There have been many JonBenét Ramsey conspiracies floating around since her death on December 26, 1996. The adorable six year old from Boulder, CO, first got the world's attention with her pageant skills and indisputable beauty. She was a daughter, young sister, and on the surface she was living a picture perfect life in the Ramsey's 15-room home.
After her murder, though, she was been featured on every media outlet, and questions are still being asked about her mysterious death decades years after the fact. More questions have been raised than answers uncovered in this complicated and convoluted case. It was a mess from the beginning, from the handling of evidence to the overall lack of attention to detail from police officers.While we may never know the truth about what actually happened to JonBenét, it's still worth considering some of these conspiracy theories.
Sex offender and homeless drifter Gary Howard Oliva rose to suspicion for the murder of JonBenét. Oliva might have lived blocks away from the Ramseys at the time of the murder, and he had a history of sexually abusing children. In 2000, while arrested on a drug charge, police found a photo of JonBenét and a stun gun in his backback. He later told the Denver Post that her murder had touched him "very deeply," and he had felt the need to build a shrine to remember her.

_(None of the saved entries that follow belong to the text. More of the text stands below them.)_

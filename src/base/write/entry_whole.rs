// Copyright (c) 2021 Harry [Majored] [hello@majored.pw]
// MIT License (https://github.com/Majored/rs-async-zip/blob/main/LICENSE)

use crate::base::write::compressed_writer::compress;
use crate::base::write::{PendingEntry, ZipFileWriter};
use crate::core::cdr::{self, CentralDirectoryRecord, RawCentralDirectoryRecord};
use crate::core::lfh::{self, LocalFileHeader, RawLocalFileHeader};
use crate::date::{unix_now, ZipDateTime};
use crate::entry::NewEntry;
use crate::error::{Result, ZipError};
use crate::spec::attribute::UnixMode;
use crate::spec::extra_field::ExtendedTimestampField;
use crate::spec::{Compression, CompressionChoice};

use crc32fast::Hasher;
use std::io::Write;

/// General purpose flag bit 11: the name is encoded as UTF-8.
const FLAG_UTF8: u16 = 0x0800;

pub struct EntryWholeWriter<'b, W: Write> {
    writer: &'b mut ZipFileWriter<W>,
    entry: NewEntry,
}

impl<'b, W: Write> EntryWholeWriter<'b, W> {
    pub fn from_raw(writer: &'b mut ZipFileWriter<W>, entry: NewEntry) -> Self {
        Self { writer, entry }
    }

    #[tracing::instrument(level = "debug", skip(self), fields(path = %self.entry.path))]
    pub fn write(self) -> Result<()> {
        let is_dir = self.entry.is_dir();
        let mode = UnixMode::resolve(self.entry.mode.as_ref(), is_dir)?;

        let data = self.entry.data.as_deref().unwrap_or_default();
        if let Some(declared) = self.entry.declared_size {
            if declared != data.len() as u64 {
                return Err(ZipError::SizeMismatch { declared, actual: data.len() as u64 });
            }
        }

        // Directories carry no data, so any requested method is moot.
        let choice = match is_dir {
            true => CompressionChoice::Method(Compression::Stored),
            false => CompressionChoice::from_code(self.entry.method)?,
        };

        let mut path = self.entry.path;
        if is_dir && !path.ends_with('/') {
            path.push('/');
        }

        let compressed = compress(data, choice, self.writer.compression_level)?;
        let mtime = self.entry.mtime.unwrap_or_else(unix_now);
        let date = ZipDateTime::from_unix(mtime);

        let mut extra_field = Vec::new();
        ExtendedTimestampField::with_modification_time(mtime).write(&mut extra_field)?;

        let lf_header = LocalFileHeader {
            raw: RawLocalFileHeader {
                version_needed_to_extract: crate::spec::version::as_needed_to_extract(),
                general_purpose_flags: FLAG_UTF8,
                compression_method: compressed.compression.into(),
                last_mod_file_time: date.time(),
                last_mod_file_date: date.date(),
                crc_32: compute_crc(data),
                compressed_size: as_u32(compressed.data.len())?,
                uncompressed_size: as_u32(data.len())?,
                file_name_length: path.len().try_into().map_err(|_| ZipError::FileNameTooLarge)?,
                extra_field_length: extra_field.len().try_into().map_err(|_| ZipError::ExtraFieldTooLarge)?,
            },
            file_name: path.clone().into_bytes(),
            extra_field,
        };

        let header = CentralDirectoryRecord {
            raw: RawCentralDirectoryRecord {
                version_made_by: crate::spec::version::as_made_by(),
                version_needed_to_extract: lf_header.version_needed_to_extract,
                general_purpose_bit_flag: lf_header.general_purpose_flags,
                compression_method: lf_header.compression_method,
                last_mod_file_time: lf_header.last_mod_file_time,
                last_mod_file_date: lf_header.last_mod_file_date,
                crc_32: lf_header.crc_32,
                compressed_size: lf_header.compressed_size,
                uncompressed_size: lf_header.uncompressed_size,
                file_name_length: lf_header.file_name_length,
                extra_field_length: lf_header.extra_field_length,
                file_comment_length: 0,
                disk_number_start: 0,
                internal_file_attributes: 0,
                external_file_attributes: mode.as_external_attributes(),
                relative_offset_of_local_header: self
                    .writer
                    .writer
                    .offset()
                    .try_into()
                    .map_err(|_| ZipError::Zip64Needed("local file header beyond 4GiB"))?,
            },
            file_name: lf_header.file_name.clone(),
            extra_field: lf_header.extra_field.clone(),
            file_comment: Vec::new(),
        };

        let mut buffer = Vec::with_capacity(lfh::LENGTH + path.len() + lf_header.extra_field.len());
        lfh::write(&mut buffer, &lf_header);

        self.writer.writer.write_all(&buffer)?;
        self.writer.writer.write_all(&compressed.data)?;

        let mut record = Vec::with_capacity(header.record_length());
        cdr::write(&mut record, &header);
        self.writer.cd_entries.push(PendingEntry { path, record });

        tracing::debug!(method = lf_header.compression_method, size = data.len(), "appended entry");
        Ok(())
    }
}

fn as_u32(size: usize) -> Result<u32> {
    size.try_into().map_err(|_| ZipError::Zip64Needed("entry larger than 4GiB"))
}

fn compute_crc(data: &[u8]) -> u32 {
    let mut hasher = Hasher::new();
    hasher.update(data);
    hasher.finalize()
}
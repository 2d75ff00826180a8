// Copyright (c) 2021 Harry [Majored] [hello@majored.pw]
// MIT License (https://github.com/Majored/rs-async-zip/blob/main/LICENSE)

pub(crate) mod offset;

use crate::base::read::{Column, ScanCursor};
use crate::base::write::{ArchiveBuilder, ZipFileWriter};
use crate::core::{cdr, eocdr, lfh};
use crate::entry::NewEntry;
use crate::error::{ErrorKind, ZipError};
use crate::utils::ByteReader;

use std::vec::Vec;

#[test]
fn empty() {
    crate::tests::init_logger();

    let archive = ZipFileWriter::new(Vec::<u8>::new()).close().expect("failed to close writer");
    assert_eq!(archive.len(), eocdr::LENGTH);

    let mut cursor = ScanCursor::from_bytes(archive).expect("failed to open cursor");
    assert!(!cursor.advance().expect("failed to advance"));
}

#[test]
fn single_entry_layout() {
    crate::tests::init_logger();

    let mut writer = ZipFileWriter::new(Vec::<u8>::new());
    writer.write_entry_whole(NewEntry::file("a.txt", "hello").mtime(1700000000)).expect("failed to write entry");
    let archive = writer.close().expect("failed to close writer");

    let header = lfh::read_raw(&mut ByteReader::new(&archive)).expect("failed to read local file header");
    assert_eq!(header.version_needed_to_extract, 20);
    assert_eq!(header.general_purpose_flags, 0x0800);
    assert_eq!(header.compression_method, 0);
    assert_eq!(header.crc_32, crc32fast::hash(b"hello"));
    assert_eq!((header.compressed_size, header.uncompressed_size), (5, 5));
    assert_eq!((header.file_name_length, header.extra_field_length), (5, 9));
    assert_eq!(&archive[lfh::LENGTH..lfh::LENGTH + 5], b"a.txt");
    assert_eq!(&archive[44..49], b"hello");

    let record = cdr::read(&mut ByteReader::at(&archive, 49)).expect("failed to read central directory record");
    assert_eq!(record.version_made_by, (3 << 8) + 30);
    assert_eq!(record.external_file_attributes, 0o100644 << 16);
    assert_eq!(record.relative_offset_of_local_header, 0);
    assert_eq!(record.extra_field, &archive[lfh::LENGTH + 5..44]);

    let end = eocdr::read_raw(&mut ByteReader::at(&archive, 49 + 60)).expect("failed to read EOCDR");
    assert_eq!(end.total_number_of_entries_in_the_central_directory, 1);
    assert_eq!((end.offset_of_start_of_central_directory, end.size_of_the_central_directory), (49, 60));
    assert_eq!(archive.len(), 49 + 60 + eocdr::LENGTH);
}

#[test]
fn insertion_order() {
    let mut writer = ZipFileWriter::new(Vec::<u8>::new());
    for name in ["b", "a", "c"] {
        writer.write_entry_whole(NewEntry::file(name, name)).expect("failed to write entry");
    }

    let paths: Vec<_> = writer.entries().iter().map(|entry| entry.path().to_owned()).collect();
    assert_eq!(paths, ["b", "a", "c"]);

    let mut cursor = ScanCursor::from_bytes(writer.close().expect("failed to close")).expect("failed to open");
    let mut names = Vec::new();
    while cursor.advance().expect("failed to advance") {
        names.push(cursor.column(Column::Name).expect("no name").as_text().map(str::to_owned));
    }
    assert_eq!(names, [Some(String::from("b")), Some(String::from("a")), Some(String::from("c"))]);
}

#[test]
fn directory_slash_appended() {
    let mut writer = ZipFileWriter::new(Vec::<u8>::new());
    writer.write_entry_whole(NewEntry::directory("docs")).expect("failed to write entry");
    writer.write_entry_whole(NewEntry::directory("src/").mode("drwx------")).expect("failed to write entry");

    let paths: Vec<_> = writer.entries().iter().map(|entry| entry.path().to_owned()).collect();
    assert_eq!(paths, ["docs/", "src/"]);
}

#[test]
fn directory_ignores_method() {
    let mut writer = ZipFileWriter::new(Vec::<u8>::new());
    writer.write_entry_whole(NewEntry::directory("docs").method(8)).expect("failed to write entry");

    let mut cursor = ScanCursor::from_bytes(writer.close().expect("failed to close")).expect("failed to open");
    assert!(cursor.advance().expect("failed to advance"));
    assert_eq!(cursor.column(Column::Method).expect("no method").as_integer(), Some(0));
}

#[test]
fn explicit_deflate_round_trip() {
    let mut writer = ZipFileWriter::new(Vec::<u8>::new());
    writer.write_entry_whole(NewEntry::file("a", "hello").method(8)).expect("failed to write entry");

    let mut cursor = ScanCursor::from_bytes(writer.close().expect("failed to close")).expect("failed to open");
    assert!(cursor.advance().expect("failed to advance"));
    assert_eq!(cursor.column(Column::Method).expect("no method").as_integer(), Some(8));
    assert_eq!(cursor.data().expect("failed to read data").expect("no data"), b"hello");
}

#[test]
fn unsupported_method_rejected() {
    let mut writer = ZipFileWriter::new(Vec::<u8>::new());
    let err = writer.write_entry_whole(NewEntry::file("a", "hello").method(14)).expect_err("accepted method 14");

    assert!(matches!(err, ZipError::UnsupportedMethod(14)));
    assert_eq!(writer.offset(), 0);
    assert!(writer.entries().is_empty());
}

#[test]
fn declared_size_checked() {
    let mut writer = ZipFileWriter::new(Vec::<u8>::new());
    writer.write_entry_whole(NewEntry::file("a", "hello").declared_size(5)).expect("rejected matching size");

    let err = writer.write_entry_whole(NewEntry::file("b", "hello").declared_size(4)).expect_err("accepted size");
    assert!(matches!(err, ZipError::SizeMismatch { declared: 4, actual: 5 }));
    assert_eq!(err.kind(), ErrorKind::Constraint);
    assert_eq!(writer.entries().len(), 1);
}

#[test]
fn mode_checked() {
    let mut writer = ZipFileWriter::new(Vec::<u8>::new());

    let err = writer.write_entry_whole(NewEntry::file("a", "x").mode("drwxr-xr-x")).expect_err("accepted mode");
    assert!(matches!(err, ZipError::ModeMismatch));

    let err = writer.write_entry_whole(NewEntry::file("a", "x").mode("-rw-r--r")).expect_err("accepted mode");
    assert_eq!(err.kind(), ErrorKind::InvalidMode);

    let err = writer.write_entry_whole(NewEntry::directory("d").mode("-rw-r--r--")).expect_err("accepted mode");
    assert!(matches!(err, ZipError::ModeMismatch));
}

#[test]
fn default_mtime_is_now() {
    let before = crate::date::unix_now();

    let mut writer = ZipFileWriter::new(Vec::<u8>::new());
    writer.write_entry_whole(NewEntry::file("a", "x")).expect("failed to write entry");

    let mut cursor = ScanCursor::from_bytes(writer.close().expect("failed to close")).expect("failed to open");
    assert!(cursor.advance().expect("failed to advance"));

    let mtime = cursor.column(Column::Mtime).expect("no mtime").as_integer().expect("mtime not an integer");
    assert!(mtime >= i64::from(before) && mtime <= i64::from(crate::date::unix_now()));
}

#[test]
fn offset_accounts_for_existing_data() {
    let mut writer = ZipFileWriter::with_offset(Vec::<u8>::new(), 1000);
    writer.write_entry_whole(NewEntry::file("a", "x")).expect("failed to write entry");

    let record = cdr::read(&mut ByteReader::new(writer.entries()[0].record())).expect("failed to read record");
    assert_eq!(record.relative_offset_of_local_header, 1000);
}

#[test]
fn builder_rejects_trailing_slash() {
    let mut builder = ArchiveBuilder::new();
    let err = builder.append(NewEntry::file("a/", "x")).expect_err("accepted a file named like a directory");

    assert!(matches!(err, ZipError::TrailingSlash(ref path) if path == "a/"));
    assert!(builder.is_empty());

    builder.append(NewEntry::directory("a/")).expect("rejected a directory");
    assert_eq!(builder.len(), 1);
}

#[test]
fn builder_compression_level() {
    let text = "0123456789".repeat(100);

    let mut builder = ArchiveBuilder::new().compression_level(0);
    builder.append(NewEntry::file("digits", text.clone())).expect("failed to append");
    let mut cursor = ScanCursor::from_bytes(builder.finish().expect("failed to finish")).expect("failed to open");

    assert!(cursor.advance().expect("failed to advance"));
    assert_eq!(cursor.column(Column::Method).expect("no method").as_integer(), Some(0));
    assert_eq!(cursor.data().expect("failed to read data").expect("no data"), text.as_bytes());
}
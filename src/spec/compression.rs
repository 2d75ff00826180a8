// Copyright (c) 2021 Harry [Majored] [hello@majored.pw]
// MIT License (https://github.com/Majored/rs-async-zip/blob/main/LICENSE)

use crate::error::{Result, ZipError};

/// A compression method supported by this crate.
#[derive(Debug, Clone, Copy, PartialEq, Eq, Hash)]
pub enum Compression {
    Stored,
    Deflate,
}

impl TryFrom<u16> for Compression {
    type Error = ZipError;

    // Convert a u16 stored with little endianness into a supported compression method.
    // https://github.com/Majored/rs-async-zip/blob/main/SPECIFICATION.md#445
    fn try_from(value: u16) -> Result<Self> {
        match value {
            0 => Ok(Compression::Stored),
            8 => Ok(Compression::Deflate),
            _ => Err(ZipError::UnsupportedMethod(value)),
        }
    }
}

impl From<&Compression> for u16 {
    // Convert a supported compression method into its relevant u16 stored with little endianness.
    // https://github.com/Majored/rs-async-zip/blob/main/SPECIFICATION.md#445
    fn from(compression: &Compression) -> u16 {
        match compression {
            Compression::Stored => 0,
            Compression::Deflate => 8,
        }
    }
}

impl From<Compression> for u16 {
    fn from(compression: Compression) -> u16 {
        (&compression).into()
    }
}

/// How the compression method of a new entry is chosen.
#[derive(Debug, Clone, Copy, Default, PartialEq, Eq, Hash)]
pub enum CompressionChoice {
    /// Deflate, but only keep the result if it is smaller than the input.
    #[default]
    Auto,
    /// Always use the given method.
    Method(Compression),
}

impl CompressionChoice {
    /// Resolves an optional method code, where `None` selects [`CompressionChoice::Auto`].
    pub fn from_code(code: Option<u16>) -> Result<Self> {
        match code {
            None => Ok(CompressionChoice::Auto),
            Some(code) => Ok(CompressionChoice::Method(Compression::try_from(code)?)),
        }
    }
}

impl From<Compression> for CompressionChoice {
    fn from(compression: Compression) -> Self {
        CompressionChoice::Method(compression)
    }
}
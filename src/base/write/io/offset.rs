// Copyright (c) 2022 Harry [Majored] [hello@majored.pw]
// MIT License (https://github.com/Majored/rs-async-zip/blob/main/LICENSE)

use std::io::{IoSlice, Result, Write};

/// A wrapper around a [`Write`] implementation which tracks the current byte offset.
///
/// The offset may start above zero when appending to data which already exists.
#[derive(Debug)]
pub struct OffsetWriter<W> {
    inner: W,
    offset: u64,
}

impl<W> OffsetWriter<W>
where
    W: Write,
{
    /// Constructs a new wrapper from an inner [`Write`] writer.
    pub fn new(inner: W) -> Self {
        Self::with_offset(inner, 0)
    }

    /// Constructs a new wrapper whose first byte written lands at the given offset.
    pub fn with_offset(inner: W, offset: u64) -> Self {
        Self { inner, offset }
    }

    /// Returns the current byte offset.
    pub fn offset(&self) -> u64 {
        self.offset
    }

    /// Consumes this wrapper and returns the inner [`Write`] writer.
    pub fn into_inner(self) -> W {
        self.inner
    }

    pub fn inner_mut(&mut self) -> &mut W {
        &mut self.inner
    }
}

impl<W> Write for OffsetWriter<W>
where
    W: Write,
{
    fn write(&mut self, buf: &[u8]) -> Result<usize> {
        let written = self.inner.write(buf)?;
        self.offset += written as u64;
        Ok(written)
    }

    fn write_vectored(&mut self, bufs: &[IoSlice<'_>]) -> Result<usize> {
        let written = self.inner.write_vectored(bufs)?;
        self.offset += written as u64;
        Ok(written)
    }

    fn flush(&mut self) -> Result<()> {
        self.inner.flush()
    }
}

In 2002, Oliva was featured on CBS' 48 Hour Investigates. The show alleged that, after the murder, Oliva had told a friend that he was in Boulder and "had done something horrible" to a child. He also penned a poem at that time, which he called "Ode to JonBenét."
Oliva was arrested again in 2016 on child porn charges.
On January 11, 2019, reports broke when investigators received a series of letters Olivia wrote to a friend and former high school classmate, Michael Vail, acknowledging he had murdered JonBenét but claiming to have done it accidentally. “I never loved anyone like I did JonBenét and yet I let her slip and her head bashed in half and I watched her die,” Oliva wrote in one of the letters. “It was an accident. Please believe me. She was not like the other kids.” Vail turned the letters into authorities, saying he wants his former classmate convicted and offering hope these letters would be the final damning evidence against Olivia.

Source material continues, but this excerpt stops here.